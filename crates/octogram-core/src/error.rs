// SPDX-FileCopyrightText: 2026 Octogram Contributors
// SPDX-License-Identifier: MIT OR Apache-2.0

//! Error types for the Octogram bot.

use thiserror::Error;

/// The primary error type used across all Octogram crates.
#[derive(Debug, Error)]
pub enum OctogramError {
    /// Configuration errors (invalid TOML, missing required fields, type mismatches).
    #[error("configuration error: {0}")]
    Config(String),

    /// Credential store errors (database unreachable, query failure).
    #[error("credential store error: {source}")]
    Store {
        source: Box<dyn std::error::Error + Send + Sync>,
    },

    /// OAuth flow errors (missing callback parameters, token exchange failure).
    #[error("oauth error: {0}")]
    OAuth(String),

    /// Non-success responses or transport failures from the GitHub API.
    /// `status` is `None` when the request never produced a response.
    #[error("github api error: {message}")]
    RemoteApi {
        status: Option<u16>,
        message: String,
    },

    /// A conversation invariant was violated (e.g. missing account selection).
    #[error("conversation state error: {0}")]
    State(String),

    /// Chat transport errors (connection failure, send failure).
    #[error("channel error: {message}")]
    Channel {
        message: String,
        source: Option<Box<dyn std::error::Error + Send + Sync>>,
    },

    /// An outbound call exceeded its deadline.
    #[error("operation timed out after {duration:?}")]
    Timeout { duration: std::time::Duration },

    /// Internal or unexpected errors.
    #[error("internal error: {0}")]
    Internal(String),
}

impl OctogramError {
    /// Whether a single bounded retry is worthwhile.
    ///
    /// Only transport-level failures qualify. HTTP error statuses, OAuth
    /// failures, and signature failures are never retried.
    pub fn is_transient(&self) -> bool {
        matches!(
            self,
            OctogramError::Timeout { .. } | OctogramError::RemoteApi { status: None, .. }
        )
    }
}

/// Webhook authentication failures, mapped to HTTP 403 at the front door.
#[derive(Debug, Error, PartialEq, Eq)]
pub enum AuthError {
    /// The `X-Hub-Signature-256` header was not sent.
    #[error("x-hub-signature-256 header is missing!")]
    MissingSignature,

    /// The signature did not match the request body.
    #[error("Request signatures didn't match!")]
    Mismatch,
}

+ + +

The lines above that hold the word "source" are the ones to copy.

    #[error("credential store error: {source}")]
        source: Box<dyn std::error::Error + Send + Sync>,
        source: Option<Box<dyn std::error::Error + Send + Sync>>,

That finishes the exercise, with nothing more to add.